On a still larger scale, we find that stars form island structures called galaxies. We live in a fairly typical galaxy called the Milky Way. It is a flat disk of stars with a slight bulge at the center much like the Sombrero Galaxy seen edge on in Figure (1) and the neighboring spiral galaxy Andromeda seen in Figure (2). Our Milky Way is a spiral galaxy much like Andromeda, with the sun located about 2/3 of the way out in one of the spiral arms. If you look at the sky on a dark clear night you can see the band of stars that cross the sky called the Milky Way. Looking at these stars you are looking sideways through the disk of the Milky Way galaxy.
Figure 2: The Andromeda galaxy.
Our galaxy and the closest similar galaxy, Andromeda, are both about 100,000 light years (.1 million light years) in diameter, contain about a billion stars, and are about one million light years apart. These are more or less typical numbers for the average size, population and spacing of galaxies in the universe.

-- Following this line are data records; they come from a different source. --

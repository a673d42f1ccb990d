// LabWired - Firmware Simulation Platform
// Copyright (C) 2026 Andrii Shylenko
//
// This software is released under the MIT License.
// See the LICENSE file in the project root for full license information.

use serde::{Deserialize, Serialize};

pub const IRQ_STUB_SNAPSHOT_VERSION: u32 = 1;

#[derive(Serialize, Deserialize, Debug, Clone, Copy, PartialEq, Eq)]
pub struct IrqStubSnapshot {
    pub version: u32,
    pub int_level: bool,
}
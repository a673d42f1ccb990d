// LabWired - Firmware Simulation Platform
// Copyright (C) 2026 Andrii Shylenko
//
// This software is released under the MIT License.
// See the LICENSE file in the project root for full license information.

pub mod ram;

use crate::metrics::BridgeMetrics;
use crate::{
    BridgeError, BridgeResult, Command, DmiGrant, MemorySocket, Payload, ResponseStatus,
    UnassignedAccess,
};
use std::sync::Arc;

pub use ram::RamRegion;

/// Forwards host MMIO accesses to the kernel's memory socket.
///
/// There is one payload per bridge and it is rewritten on every access, so the
/// memory path takes `&mut self`: callers on different threads have to be
/// serialized by whoever owns the bridge.
pub struct MemoryBridge<S> {
    socket: S,
    payload: Option<Payload>,
    metrics: Arc<BridgeMetrics>,
}

impl<S: MemorySocket> MemoryBridge<S> {
    pub fn new(socket: S, metrics: Arc<BridgeMetrics>) -> Self {
        Self {
            socket,
            payload: None,
            metrics,
        }
    }

    pub fn socket(&self) -> &S {
        &self.socket
    }

    pub fn socket_mut(&mut self) -> &mut S {
        &mut self.socket
    }

    pub fn metrics(&self) -> &BridgeMetrics {
        &self.metrics
    }

    /// The payload of the last transaction, if any was issued.
    pub fn last_payload(&self) -> Option<&Payload> {
        self.payload.as_ref()
    }

    pub fn read(
        &mut self,
        host: &mut dyn UnassignedAccess,
        addr: u64,
        size: u32,
    ) -> BridgeResult<u64> {
        let payload = self.payload.get_or_insert_with(Payload::new);
        payload.set_read(addr, size);
        self.socket.b_transport(payload);
        self.metrics.on_transaction();

        match payload.response {
            ResponseStatus::Ok => Ok(payload.value & payload.value_mask()),
            ResponseStatus::AddressError => {
                // Nobody in the kernel claims the address: behave as if there
                // were no bridge at all.
                self.metrics.on_unassigned();
                tracing::debug!("read {:#x}/{} unassigned", addr, size);
                Ok(host.unassigned_read(addr, size))
            }
            status => Err(BridgeError::Protocol {
                addr,
                command: Command::Read,
                status,
            }),
        }
    }

    pub fn write(
        &mut self,
        host: &mut dyn UnassignedAccess,
        addr: u64,
        value: u64,
        size: u32,
    ) -> BridgeResult<()> {
        let payload = self.payload.get_or_insert_with(Payload::new);
        payload.set_write(addr, value, size);
        self.socket.b_transport(payload);
        self.metrics.on_transaction();

        match payload.response {
            ResponseStatus::Ok => Ok(()),
            ResponseStatus::AddressError => {
                self.metrics.on_unassigned();
                tracing::debug!("write {:#x}/{} = {:#x} unassigned", addr, size, value);
                host.unassigned_write(addr, value, size);
                Ok(())
            }
            status => Err(BridgeError::Protocol {
                addr,
                command: Command::Write,
                status,
            }),
        }
    }

    /// Ask the kernel whether `addr` can be accessed through a direct pointer.
    pub fn query_dmi(&mut self, addr: u64) -> Option<DmiGrant> {
        let payload = self.payload.get_or_insert_with(Payload::new);
        payload.set_read(addr, 0);
        self.socket.get_direct_mem_ptr(payload)
    }
}

#[cfg(test)]
mod tests {
    use super::*;
    use std::collections::HashMap;

    /// Answers from a map; everything else is an address error.
    #[derive(Default)]
    struct MapSocket {
        regs: HashMap<u64, u64>,
        force: Option<ResponseStatus>,
    }

    impl MemorySocket for MapSocket {
        fn b_transport(&mut self, payload: &mut Payload) {
            if let Some(status) = self.force {
                payload.response = status;
                return;
            }
            let Some(reg) = self.regs.get_mut(&payload.address) else {
                payload.response = ResponseStatus::AddressError;
                return;
            };
            match payload.command {
                Command::Read => payload.value = *reg,
                Command::Write => *reg = payload.value,
                Command::Ignore => {}
            }
            payload.response = ResponseStatus::Ok;
        }

        fn get_direct_mem_ptr(&mut self, _payload: &mut Payload) -> Option<DmiGrant> {
            None
        }
    }

    #[derive(Default)]
    struct Unassigned {
        reads: Vec<(u64, u32)>,
        writes: Vec<(u64, u64, u32)>,
    }

    impl UnassignedAccess for Unassigned {
        fn unassigned_read(&mut self, addr: u64, size: u32) -> u64 {
            self.reads.push((addr, size));
            0xdead
        }

        fn unassigned_write(&mut self, addr: u64, value: u64, size: u32) {
            self.writes.push((addr, value, size));
        }
    }

    fn bridge(socket: MapSocket) -> MemoryBridge<MapSocket> {
        MemoryBridge::new(socket, Arc::new(BridgeMetrics::new()))
    }

    #[test]
    fn test_payload_is_created_lazily() {
        let mut mem = bridge(MapSocket::default());
        assert!(mem.last_payload().is_none());
        let mut host = Unassigned::default();
        mem.read(&mut host, 0x10, 4).unwrap();
        assert!(mem.last_payload().is_some());
    }

    #[test]
    fn test_claimed_read_and_write() {
        let mut socket = MapSocket::default();
        socket.regs.insert(0x100, 0x1234);
        let mut mem = bridge(socket);
        let mut host = Unassigned::default();

        assert_eq!(mem.read(&mut host, 0x100, 4).unwrap(), 0x1234);
        mem.write(&mut host, 0x100, 0xabcd, 4).unwrap();
        assert_eq!(mem.read(&mut host, 0x100, 4).unwrap(), 0xabcd);
        assert!(host.reads.is_empty());
        assert!(host.writes.is_empty());
        assert_eq!(mem.metrics().report().transactions, 3);
    }

    #[test]
    fn test_read_value_masked_to_size() {
        let mut socket = MapSocket::default();
        socket.regs.insert(0x200, 0x1122_3344_5566_7788);
        let mut mem = bridge(socket);
        let mut host = Unassigned::default();
        assert_eq!(mem.read(&mut host, 0x200, 2).unwrap(), 0x7788);
        assert_eq!(mem.read(&mut host, 0x200, 8).unwrap(), 0x1122_3344_5566_7788);
    }

    #[test]
    fn test_address_error_falls_back_unchanged() {
        let mut mem = bridge(MapSocket::default());
        let mut host = Unassigned::default();

        assert_eq!(mem.read(&mut host, 0x9000, 2).unwrap(), 0xdead);
        mem.write(&mut host, 0x9004, 0x55, 1).unwrap();
        assert_eq!(host.reads, vec![(0x9000, 2)]);
        assert_eq!(host.writes, vec![(0x9004, 0x55, 1)]);
        assert_eq!(mem.metrics().report().unassigned_fallbacks, 2);
    }

    #[test]
    fn test_other_status_is_protocol_violation() {
        let mut mem = bridge(MapSocket {
            force: Some(ResponseStatus::GenericError),
            ..Default::default()
        });
        let mut host = Unassigned::default();
        let err = mem.read(&mut host, 0x100, 4).unwrap_err();
        assert!(matches!(
            err,
            BridgeError::Protocol {
                addr: 0x100,
                command: Command::Read,
                status: ResponseStatus::GenericError
            }
        ));
        assert!(host.reads.is_empty());
    }

    #[test]
    fn test_incomplete_response_is_protocol_violation() {
        let mut mem = bridge(MapSocket {
            force: Some(ResponseStatus::Incomplete),
            ..Default::default()
        });
        let mut host = Unassigned::default();
        let err = mem.write(&mut host, 0x100, 1, 4).unwrap_err();
        assert!(matches!(
            err,
            BridgeError::Protocol {
                status: ResponseStatus::Incomplete,
                ..
            }
        ));
    }
}
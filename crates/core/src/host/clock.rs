// LabWired - Firmware Simulation Platform
// Copyright (C) 2026 Andrii Shylenko
//
// This software is released under the MIT License.
// See the LICENSE file in the project root for full license information.

use crate::quantum::VirtualTimer;
use std::sync::atomic::{AtomicBool, AtomicU64, Ordering};

/// Virtual time in nanoseconds plus one one-shot deadline.
///
/// Any `u64` is a valid deadline, including `u64::MAX`; the armed state is kept
/// apart from it. Virtual time saturates instead of wrapping.
#[derive(Debug)]
pub struct VirtualClock {
    now_ns: AtomicU64,
    deadline_ns: AtomicU64,
    armed: AtomicBool,
}

impl Default for VirtualClock {
    fn default() -> Self {
        Self::new()
    }
}

impl VirtualClock {
    pub fn new() -> Self {
        Self {
            now_ns: AtomicU64::new(0),
            deadline_ns: AtomicU64::new(0),
            armed: AtomicBool::new(false),
        }
    }

    pub fn deadline_ns(&self) -> Option<u64> {
        self.armed
            .load(Ordering::SeqCst)
            .then(|| self.deadline_ns.load(Ordering::SeqCst))
    }

    pub fn is_due(&self) -> bool {
        self.deadline_ns()
            .is_some_and(|d| self.now_ns.load(Ordering::SeqCst) >= d)
    }

    /// Move virtual time forward. Returns true once the deadline is reached.
    pub fn advance(&self, delta_ns: u64) -> bool {
        let _ = self
            .now_ns
            .fetch_update(Ordering::SeqCst, Ordering::SeqCst, |t| {
                Some(t.saturating_add(delta_ns))
            });
        self.is_due()
    }

    /// Jump to the armed deadline, if any, and return it.
    pub fn advance_to_deadline(&self) -> Option<u64> {
        let deadline = self.deadline_ns()?;
        self.now_ns.fetch_max(deadline, Ordering::SeqCst);
        Some(deadline)
    }
}

impl VirtualTimer for VirtualClock {
    fn now_ns(&self) -> u64 {
        self.now_ns.load(Ordering::SeqCst)
    }

    fn arm(&self, deadline_ns: u64) {
        self.deadline_ns.store(deadline_ns, Ordering::SeqCst);
        self.armed.store(true, Ordering::SeqCst);
    }

    fn disarm(&self) {
        self.armed.store(false, Ordering::SeqCst);
    }
}

#[cfg(test)]
mod tests {
    use super::*;

    #[test]
    fn test_deadline_reached() {
        let clock = VirtualClock::new();
        assert!(!clock.advance(10));
        clock.arm(100);
        assert!(!clock.advance(50));
        assert!(clock.advance(40));
        assert_eq!(clock.now_ns(), 100);
        clock.disarm();
        assert!(!clock.is_due());
    }

    #[test]
    fn test_advance_to_deadline() {
        let clock = VirtualClock::new();
        assert_eq!(clock.advance_to_deadline(), None);
        clock.arm(250);
        assert_eq!(clock.advance_to_deadline(), Some(250));
        assert_eq!(clock.now_ns(), 250);
        assert!(clock.is_due());
    }

    #[test]
    fn test_deadline_at_end_of_time_stays_armed() {
        let clock = VirtualClock::new();
        clock.arm(u64::MAX);
        assert_eq!(clock.deadline_ns(), Some(u64::MAX));
        assert!(!clock.advance(1 << 63));
        assert!(clock.advance(u64::MAX));
        assert_eq!(clock.now_ns(), u64::MAX);
        clock.disarm();
        assert_eq!(clock.deadline_ns(), None);
    }
}
/// Parse one source file.
///
/// The first `header_rows` lines and the last `footer_rows` lines are
/// dropped; the remainder is CSV with a header row. Any deviation from the
/// expected layout is a [`NoxError::FileFormat`] naming `path`.
pub fn load_table(path: &Path, header_rows: usize, footer_rows: usize) -> Result<RawTable> {
    let bytes = std::fs::read(path).map_err(|source| NoxError::FileRead {
        path: path.to_path_buf(),
        source,
    })?;
    let text = String::from_utf8(bytes).map_err(|e| format_error(path, e))?;
    let text = text.strip_prefix('\u{feff}').unwrap_or(&text);

    let lines: Vec<&str> = text.lines().collect();
    let minimum = header_rows + 1 + footer_rows;
    if lines.len() < minimum {
        return Err(format_error(
            path,
            format!(
                "expected at least {} lines, found {}",
                minimum,
                lines.len()
            ),
        ));
    }
    let body = lines[header_rows..lines.len() - footer_rows].join("\n");

    let mut reader = csv::ReaderBuilder::new()
        .has_headers(true)
        .flexible(false)
        .from_reader(body.as_bytes());

    let headers: Vec<String> = reader
        .headers()
        .map_err(|e| format_error(path, e))?
        .iter()
        .map(|h| h.trim().to_string())
        .collect();
    if headers.len() != SOURCE_COLUMN_COUNT {
        return Err(format_error(
            path,
            format!(
                "expected {} columns, found {} ({})",
                SOURCE_COLUMN_COUNT,
                headers.len(),
                headers.join(", ")
            ),
        ));
    }

    let mut rows: Vec<Vec<String>> = Vec::new();
    for record in reader.records() {
        let record = record.map_err(|e| format_error(path, e))?;
        rows.push(record.iter().map(str::to_string).collect());
    }

    debug!("File {}: {} data rows", path.display(), rows.len());

    Ok(RawTable {
        source: path.to_path_buf(),
        headers,
        rows,
    })
}

/// Discover and parse every source file described by `config`.
///
/// Fails with [`NoxError::NoDataFiles`] when nothing matches, and with the
/// first per-file error otherwise; no partial result is returned.
pub fn load_tables(config: &PipelineConfig) -> Result<Vec<RawTable>> {
    let pattern = FilePattern::new(&config.file_pattern)?;
    let files = find_source_files(&config.data_dir, &pattern)?;
    if files.is_empty() {
        return Err(NoxError::NoDataFiles {
            dir: config.data_dir.clone(),
            pattern: config.file_pattern.clone(),
        });
    }

    let tables = files
        .iter()
        .map(|path| load_table(path, config.header_rows, config.footer_rows))
        .collect::<Result<Vec<_>>>()?;

    info!(
        "Loaded {} rows from {} files",
        tables.iter().map(RawTable::len).sum::<usize>(),
        tables.len()
    );
    Ok(tables)
}

// ── Internal helpers ──────────────────────────────────────────────────────────

fn format_error(path: &Path, reason: impl ToString) -> NoxError {
    NoxError::FileFormat {
        path: path.to_path_buf(),
        reason: reason.to_string(),
    }
}

// ── Tests ─────────────────────────────────────────────────────────────────────

#[cfg(test)]
mod tests {
    use super::*;
    use std::io::Write;
    use tempfile::TempDir;

    // ── Helpers ───────────────────────────────────────────────────────────────

    const PREAMBLE: &str = "Hourly data from Defra UK-AIR\n\
                            Site Name,Bristol St Paul's\n\
                            Currently showing the selected data\n\
                            All Data GMT hour ending\n";
    const HEADER: &str = "Date,Time,Nitrogen oxides as nitrogen dioxide,Status\n";
    const FOOTER: &str = "\nEnd\n\n\n";

    fn write_source(dir: &Path, name: &str, rows: &[&str]) -> PathBuf {
        let path = dir.join(name);
        let mut file = std::fs::File::create(&path).unwrap();
        write!(file, "{}{}", PREAMBLE, HEADER).unwrap();
        for row in rows {
            writeln!(file, "{}", row).unwrap();
        }
        write!(file, "{}", FOOTER).unwrap();
        path
    }

    // ── FilePattern ───────────────────────────────────────────────────────────

    #[test]
    fn test_pattern_star_matches_suffix() {
        let p = FilePattern::new("Bristol NOx*.csv").unwrap();
        assert!(p.matches("Bristol NOx 2005-2010.csv"));
        assert!(p.matches("Bristol NOx.csv"));
        assert!(!p.matches("Bristol SO2 2010.csv"));
        assert!(!p.matches("Bristol NOx 2010.csv.bak"));
    }

    #[test]
    fn test_pattern_dot_is_literal() {
        let p = FilePattern::new("a.csv").unwrap();
        assert!(p.matches("a.csv"));
        assert!(!p.matches("abcsv"));
    }

    #[test]
    fn test_pattern_question_mark() {
        let p = FilePattern::new("nox_?.csv").unwrap();
        assert!(p.matches("nox_1.csv"));
        assert!(!p.matches("nox_12.csv"));
    }

    // ── find_source_files ─────────────────────────────────────────────────────

    #[test]
    fn test_find_source_files_filters_by_pattern() {
        let dir = TempDir::new().unwrap();
        write_source(dir.path(), "Bristol NOx 2019.csv", &[]);
        write_source(dir.path(), "Bristol NOx 2020.csv", &[]);
        write_source(dir.path(), "notes.csv", &[]);

        let pattern = FilePattern::new("Bristol NOx*.csv").unwrap();
        let files = find_source_files(dir.path(), &pattern).unwrap();
        assert_eq!(files.len(), 2);
    }

    #[test]
    fn test_find_source_files_not_recursive() {
        let dir = TempDir::new().unwrap();
        let sub = dir.path().join("archive");
        std::fs::create_dir_all(&sub).unwrap();
        write_source(&sub, "Bristol NOx old.csv", &[]);

        let pattern = FilePattern::new("Bristol NOx*.csv").unwrap();
        let files = find_source_files(dir.path(), &pattern).unwrap();
        assert!(files.is_empty());
    }

    #[test]
    fn test_find_source_files_sorted() {
        let dir = TempDir::new().unwrap();
        write_source(dir.path(), "Bristol NOx c.csv", &[]);
        write_source(dir.path(), "Bristol NOx a.csv", &[]);
        write_source(dir.path(), "Bristol NOx b.csv", &[]);

        let pattern = FilePattern::new("Bristol NOx*.csv").unwrap();
        let files = find_source_files(dir.path(), &pattern).unwrap();
        let names: Vec<&str> = files
            .iter()
            .map(|p| p.file_name().unwrap().to_str().unwrap())
            .collect();
        assert_eq!(
            names,
            vec!["Bristol NOx a.csv", "Bristol NOx b.csv", "Bristol NOx c.csv"]
        );
    }

    #[test]
    fn test_find_source_files_nonexistent_dir() {
        let pattern = FilePattern::new("*.csv").unwrap();
        let err = find_source_files(Path::new("/tmp/does-not-exist-nox-test-xyz"), &pattern)
            .unwrap_err();
        assert!(matches!(err, NoxError::DataPathNotFound(_)));
    }

    #[cfg(unix)]
    #[test]
    fn test_find_source_files_dangling_match_is_read_error() {
        let dir = TempDir::new().unwrap();
        write_source(dir.path(), "Bristol NOx 2019.csv", &["01/01/2019,01:00,50,V ugm-3"]);
        let link = dir.path().join("Bristol NOx 2020.csv");
        std::os::unix::fs::symlink(dir.path().join("gone.csv"), &link).unwrap();

        let pattern = FilePattern::new("Bristol NOx*.csv").unwrap();
        let err = find_source_files(dir.path(), &pattern).unwrap_err();
        match err {
            NoxError::FileRead { path, .. } => assert_eq!(path, link),
            other => panic!("unexpected error: {other}"),
        }
    }

    #[cfg(unix)]
    #[test]
    fn test_find_source_files_dangling_non_match_is_skipped() {
        let dir = TempDir::new().unwrap();
        let good = write_source(dir.path(), "Bristol NOx 2019.csv", &["01/01/2019,01:00,50,V ugm-3"]);
        std::os::unix::fs::symlink(dir.path().join("gone"), dir.path().join("notes.txt")).unwrap();

        let pattern = FilePattern::new("Bristol NOx*.csv").unwrap();
        let files = find_source_files(dir.path(), &pattern).unwrap();
        assert_eq!(files, vec![good]);
    }

    // ── load_table ────────────────────────────────────────────────────────────

    #[test]
    fn test_load_table_skips_preamble_and_footer() {
        let dir = TempDir::new().unwrap();
        let path = write_source(
            dir.path(),
            "Bristol NOx 2019.csv",
            &[
                "01/01/2019,01:00,45.5,V ugm-3",
                "01/01/2019,02:00,No data,V ugm-3",
            ],
        );

        let table = load_table(&path, 4, 4).unwrap();
        assert_eq!(
            table.headers,
            vec![
                "Date",
                "Time",
                "Nitrogen oxides as nitrogen dioxide",
                "Status"
            ]
        );
        assert_eq!(table.len(), 2);
        assert_eq!(table.rows[1][2], "No data");
        assert_eq!(table.source, path);
    }

    #[test]
    fn test_load_table_header_only() {
        let dir = TempDir::new().unwrap();
        let path = write_source(dir.path(), "Bristol NOx empty.csv", &[]);
        let table = load_table(&path, 4, 4).unwrap();
        assert!(table.is_empty());
        assert_eq!(table.headers.len(), 4);
    }

    #[test]
    fn test_load_table_ragged_row_is_format_error() {
        let dir = TempDir::new().unwrap();
        let path = write_source(
            dir.path(),
            "Bristol NOx bad.csv",
            &["01/01/2019,01:00,45.5,V ugm-3", "01/01/2019,02:00"],
        );

        let err = load_table(&path, 4, 4).unwrap_err();
        match err {
            NoxError::FileFormat { path: p, .. } => assert_eq!(p, path),
            other => panic!("unexpected error: {other}"),
        }
    }

    #[test]
    fn test_load_table_wrong_column_count_is_format_error() {
        let dir = TempDir::new().unwrap();
        let path = dir.path().join("Bristol NOx wide.csv");
        let content = format!(
            "{}Date,Time,Nitrogen oxides as nitrogen dioxide,Status,Extra\n\
             01/01/2019,01:00,45.5,V ugm-3,x\n{}",
            PREAMBLE, FOOTER
        );
        std::fs::write(&path, content).unwrap();

        let err = load_table(&path, 4, 4).unwrap_err();
        assert!(err.to_string().contains("expected 4 columns, found 5"));
    }

    #[test]
    fn test_load_table_invalid_utf8_is_format_error() {
        let dir = TempDir::new().unwrap();
        let path = dir.path().join("Bristol NOx latin1.csv");
        let mut bytes = format!("{}{}", PREAMBLE, HEADER).into_bytes();
        bytes.extend_from_slice(b"01/01/2019,01:00,45.5,V \xb5gm-3\n");
        bytes.extend_from_slice(FOOTER.as_bytes());
        std::fs::write(&path, bytes).unwrap();

        let err = load_table(&path, 4, 4).unwrap_err();
        assert!(matches!(err, NoxError::FileFormat { .. }));
    }

    #[test]
    fn test_load_table_too_short_is_format_error() {
        let dir = TempDir::new().unwrap();
        let path = dir.path().join("Bristol NOx stub.csv");
        std::fs::write(&path, "only\nthree\nlines\n").unwrap();

        let err = load_table(&path, 4, 4).unwrap_err();
        assert!(err.to_string().contains("expected at least 9 lines, found 3"));
    }

    #[test]
    fn test_load_table_missing_file_is_read_error() {
        let err = load_table(Path::new("/tmp/nox-missing-file-xyz.csv"), 4, 4).unwrap_err();
        assert!(matches!(err, NoxError::FileRead { .. }));
    }

    // ── load_tables ───────────────────────────────────────────────────────────

    #[test]
    fn test_load_tables_reads_every_match() {
        let dir = TempDir::new().unwrap();
        write_source(dir.path(), "Bristol NOx 2019.csv", &["01/01/2019,01:00,50,V ugm-3"]);
        write_source(
            dir.path(),
            "Bristol NOx 2020.csv",
            &["01/01/2020,01:00,60,V ugm-3", "01/01/2020,02:00,70,V ugm-3"],
        );

        let tables = load_tables(&PipelineConfig::for_dir(dir.path())).unwrap();
        assert_eq!(tables.len(), 2);
        assert_eq!(tables[0].len(), 1);
        assert_eq!(tables[1].len(), 2);
    }

    #[test]
    fn test_load_tables_no_matches() {
        let dir = TempDir::new().unwrap();
        let err = load_tables(&PipelineConfig::for_dir(dir.path())).unwrap_err();
        assert!(matches!(err, NoxError::NoDataFiles { .. }));
    }

    #[test]
    fn test_load_tables_one_bad_file_fails_run() {
        let dir = TempDir::new().unwrap();
        write_source(dir.path(), "Bristol NOx 2019.csv", &["01/01/2019,01:00,50,V ugm-3"]);
        let bad = write_source(dir.path(), "Bristol NOx 2020.csv", &["01/01/2020,01:00"]);

        let err = load_tables(&PipelineConfig::for_dir(dir.path())).unwrap_err();
        assert!(err.to_string().contains(&bad.display().to_string()));
    }

    #[cfg(unix)]
    #[test]
    fn test_load_tables_dangling_match_fails_run() {
        let dir = TempDir::new().unwrap();
        write_source(dir.path(), "Bristol NOx 2019.csv", &["01/01/2019,01:00,50,V ugm-3"]);
        let link = dir.path().join("Bristol NOx 2020.csv");
        std::os::unix::fs::symlink(dir.path().join("gone.csv"), &link).unwrap();

        let err = load_tables(&PipelineConfig::for_dir(dir.path())).unwrap_err();
        assert!(matches!(err, NoxError::FileRead { .. }));
        assert!(err.to_string().contains(&link.display().to_string()));
    }
}
//! Yearly summary table for the NOx report.
//!
//! Renders a bordered [`ratatui::widgets::Table`] with one row per year:
//! mean, max and min concentration, the count of hourly readings at or
//! above the limit, and whether either objective was breached.

use ratatui::{
    layout::{Constraint, Rect},
    text::{Line, Span},
    widgets::{Block, Borders, Cell, Paragraph, Row, Table},
    Frame,
};

use nox_core::formatting::format_concentration;
use nox_core::models::YearlyStat;

use crate::themes::Theme;

/// Display values for a single year row.
#[derive(Debug, Clone, PartialEq)]
pub struct TableRowData {
    pub year: String,
    pub mean: String,
    pub max: String,
    pub min: String,
    pub count_over_threshold: String,
    pub breaches_annual_mean: bool,
    pub breaches_hourly_limit: bool,
}

impl From<&YearlyStat> for TableRowData {
    fn from(stat: &YearlyStat) -> Self {
        Self {
            year: stat.year.to_string(),
            mean: format_concentration(stat.summary.mean),
            max: format_concentration(stat.summary.max),
            min: format_concentration(stat.summary.min),
            count_over_threshold: stat.count_over_threshold.to_string(),
            breaches_annual_mean: stat.breaches_annual_mean(),
            breaches_hourly_limit: stat.breaches_hourly_limit(),
        }
    }
}

/// Build table rows from yearly statistics, preserving their order.
pub fn rows_from_stats(stats: &[YearlyStat]) -> Vec<TableRowData> {
    stats.iter().map(TableRowData::from).collect()
}

/// Render the yearly summary table into `area`.
///
/// `exceedance_threshold` labels the column of hourly readings at or above it.
pub fn render_table_view(
    frame: &mut Frame,
    area: Rect,
    rows: &[TableRowData],
    exceedance_threshold: f64,
    theme: &Theme,
) {
    if rows.is_empty() {
        render_no_data(frame, area, theme);
        return;
    }

    let header_cells = [
        "Year".to_string(),
        "Mean".to_string(),
        "Max".to_string(),
        "Min".to_string(),
        format!("Hours ≥ {}", exceedance_threshold),
        "Annual mean".to_string(),
        "Hourly limit".to_string(),
    ]
    .into_iter()
    .map(|h| Cell::from(h).style(theme.table_header));
    let header = Row::new(header_cells).height(1);

    let flag = |breached: bool| {
        if breached {
            Cell::from("BREACH").style(theme.breach)
        } else {
            Cell::from("ok").style(theme.compliant)
        }
    };

    let data_rows: Vec<Row> = rows
        .iter()
        .enumerate()
        .map(|(i, row)| {
            let style = if i % 2 == 0 {
                theme.table_row
            } else {
                theme.table_row_alt
            };
            Row::new(vec![
                Cell::from(row.year.clone()),
                Cell::from(row.mean.clone()),
                Cell::from(row.max.clone()),
                Cell::from(row.min.clone()),
                Cell::from(row.count_over_threshold.clone()),
                flag(row.breaches_annual_mean),
                flag(row.breaches_hourly_limit),
            ])
            .style(style)
        })
        .collect();

    let widths = [
        Constraint::Length(6),
        Constraint::Length(14),
        Constraint::Length(14),
        Constraint::Length(14),
        Constraint::Length(12),
        Constraint::Length(12),
        Constraint::Length(12),
    ];

    let table = Table::new(data_rows, widths)
        .header(header)
        .block(
            Block::default()
                .borders(Borders::ALL)
                .title(Span::styled(" Yearly Summary ", theme.title)),
        )
        .style(theme.text);

    frame.render_widget(table, area);
}

/// Render a "no data" placeholder when no year was found.
pub fn render_no_data(frame: &mut Frame, area: Rect, theme: &Theme) {
    let text = vec![
        Line::from(""),
        Line::from(Span::styled("No NOx measurements found", theme.breach)),
        Line::from(""),
        Line::from(Span::styled("Press 'q' or Ctrl+C to exit", theme.dim)),
    ];
    frame.render_widget(
        Paragraph::new(ratatui::text::Text::from(text)).block(
            Block::default()
                .borders(Borders::ALL)
                .title(" Yearly Summary "),
        ),
        area,
    );
}

// ── Tests ──────────────────────────────────────────────────────────────────────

To look at the universe over still larger distances, first imagine that you are aboard a rocket leaving the earth at night. As you leave the launch pad, you see the individual lights around the launch pad and street lights in neighboring roads. Higher up you start to see the lights from the neighboring city. Still higher you see the lights from a number of cities and it becomes harder and harder to see individual street lights. A short while later all the bright spots you see are cities, and you can no longer see individual lights. At this altitude you count cities instead of light bulbs.
Similarly on our trip out to larger and larger distances in the universe, the bright spots are the galaxies for we can no longer see the individual stars inside. On distances ranging from millions up to billions of light years, we see galaxies populating the universe. On this scale they are small but not quite point like. Instruments like the Hubble telescope in space can view structure in the most distant galaxies, like those shown in Figure (3) .
Figure 3: Hubble photograph of the most distant galaxies.